Well the exciting news is tomorrow at 5:30 am I am going into the hospital to have this baby! She is again measuring large and the doctor recommended an induction. He said I did not have to, but with the size of the other babies, I should probably consider it. I had no problems making that decision. I am truly ready to have this baby here. Within the past two weeks I've been getting really uncomfortable, even to walk through the grocery store.
Brian showed a little emotion about the baby the other night. Not that he has not before, but I saw the connection between this little one and his mom. It was a connection I always thought of with all the things that would happen at the exact same time between my pregnancy and her illness and our naming the baby after her too. After the doctor recommended the June 30th date, Brian said he really needs another June baby. He would have never said that before if the baby was not ready. I looked at him and could see he was referring to his mom's birthday that was also in June. He commented that June is empty now without her. So, it all works out. He said he wants to nickname this baby his "June Bug." I thought that was sweet.

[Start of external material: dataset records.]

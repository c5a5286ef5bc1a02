use crate::config::MailCredentials;
use crate::core::MailTransport;
use crate::domain::model::MailMessage;
use crate::utils::error::{Result, SyncError};
use async_trait::async_trait;
use lettre::message::header::ContentType;
use lettre::message::Mailbox;
use lettre::transport::smtp::authentication::Credentials;
use lettre::{AsyncSmtpTransport, AsyncTransport, Message, Tokio1Executor};

const STARTTLS_PORT: u16 = 587;

fn mail_error(err: impl std::fmt::Display) -> SyncError {
    SyncError::MailError {
        message: err.to_string(),
    }
}

pub fn build_message(message: &MailMessage) -> Result<Message> {
    let from: Mailbox = message.from.parse().map_err(mail_error)?;
    let to: Mailbox = message.to.parse().map_err(mail_error)?;

    Message::builder()
        .from(from)
        .to(to)
        .subject(message.subject.as_str())
        .header(ContentType::TEXT_HTML)
        .body(message.html_body.clone())
        .map_err(mail_error)
}

/// SMTP relay authenticated as the sender. Port 587 uses STARTTLS, anything else
/// implicit TLS (465 when no port is configured).
pub struct SmtpMailer {
    transport: AsyncSmtpTransport<Tokio1Executor>,
}

impl SmtpMailer {
    pub fn new(host: &str, port: Option<u16>, credentials: &MailCredentials) -> Result<Self> {
        let relay = if port == Some(STARTTLS_PORT) {
            AsyncSmtpTransport::<Tokio1Executor>::starttls_relay(host)
        } else {
            AsyncSmtpTransport::<Tokio1Executor>::relay(host)
        };

        let mut builder = relay.map_err(mail_error)?.credentials(Credentials::new(
            credentials.sender.clone(),
            credentials.password.clone(),
        ));
        if let Some(port) = port {
            builder = builder.port(port);
        }

        Ok(Self {
            transport: builder.build(),
        })
    }
}

#[async_trait]
impl MailTransport for SmtpMailer {
    async fn send(&self, message: &MailMessage) -> Result<()> {
        let email = build_message(message)?;
        let response = self.transport.send(email).await.map_err(mail_error)?;
        tracing::debug!("SMTP response code: {}", response.code());
        Ok(())
    }
}
use crate::domain::model::{CleanRecord, RawRecord};

/// Projects `raw` onto `columns` in order. Missing and null values become `""`; present
/// values are copied verbatim.
pub fn normalize_row(raw: &RawRecord, columns: &[String]) -> CleanRecord {
    columns
        .iter()
        .map(|column| raw.get(column).unwrap_or_default().to_string())
        .collect()
}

I hope with the week off work with all of us and spending all this upcoming time with baby Kate, he will find some healing time for his mom also. I just don't feel he has allowed that yet. But, we all heal differently and from talking with other people, it is a wound not often ever gone, but only tucked away.
Just like last month with a 'first' in the family - Sydney's self haircut - this month we seem to be doing the same. Maria had the first stitches out of the kids, and honestly I would have never picked her to be the first. With all the jumping, playing, climbing, and digging, I thought for sure it would have been Alex and I thought it would have happened long before now. Maria was playing outside near the fence with the horse when she slipped and fell on a rock. The rock was not sharp, it was just the way she hit it. She needed 3 stitches. She was so brave through it all. I was really proud of her. The only tears were when the injury first happened. All the rest she was super brave. I think the blood was the scariest part for her because it really bled all down her leg. My cousin took the other 3 because she could help before Brian could and Maria and I went off to Urgent Care. We were in and out in less then an hour, went to pick out some favorite band-aids, and then for an ice cream cone afterwards before picking the other 3 back up. Alex was in such a fright. He was really concerned about Maria and was desperately waiting to see she was okay.
My parents took the three oldest for a week to spoil them and take them swimming. They had a great time. They left me with Isabella since she still naps. Isabella was not too thrilled about losing all her siblings. She was the crankiest and most irritable she has ever been. When we reunited the family once again, Isabella was so thrilled. She played and played outside with them allowing them to fight over who got to sit next to her, who got to slide with her, and who got to push her on the swing. She was eating up all the attention and everything returned to normal in my house. She is just at that age where she does not understand why they are missing. At all times at least one of them has been with her. But, mainly since she stopped breastfeeding and began walking, she has really become a not just a little sister, but a friend and playmate to them.
Alex and Maria went to our church for a bible school. They had so much fun. It was called Avalanche Ranch. They are still singing all the songs at the top of their lungs. They have even taught Sydney the lyrics and she pipes in also. Alex has a Cub Scout camp in two weeks. It seems timed just perfectly for him. He will get out of the house the week after the baby comes home to be with the boys. Brian will camp out with him on that Friday also and Alex is really looking forward to that alone time with dad.
I have plenty of help drafted for when the baby is here. Brian always stays with me the entire time in the hospital and then takes the first week off work. So, he can wait on me and take care of the rest of the kids. Then my mom comes in town for two weeks. Then my mom continues to come back a few days a week tapering it down and seeing how I am adjusting. I think all will be fine though. As each baby comes, it seems to get easier. I know that sounds really strange, but it does. I don't know if it is just because some are getting older or I am used to the organized chaos and I flow with it all easier. Either way, I think all will go just fine.
I'll make sure to get some pictures off to you all after the big day. As for now, I have some 'nesting' to do. Take care!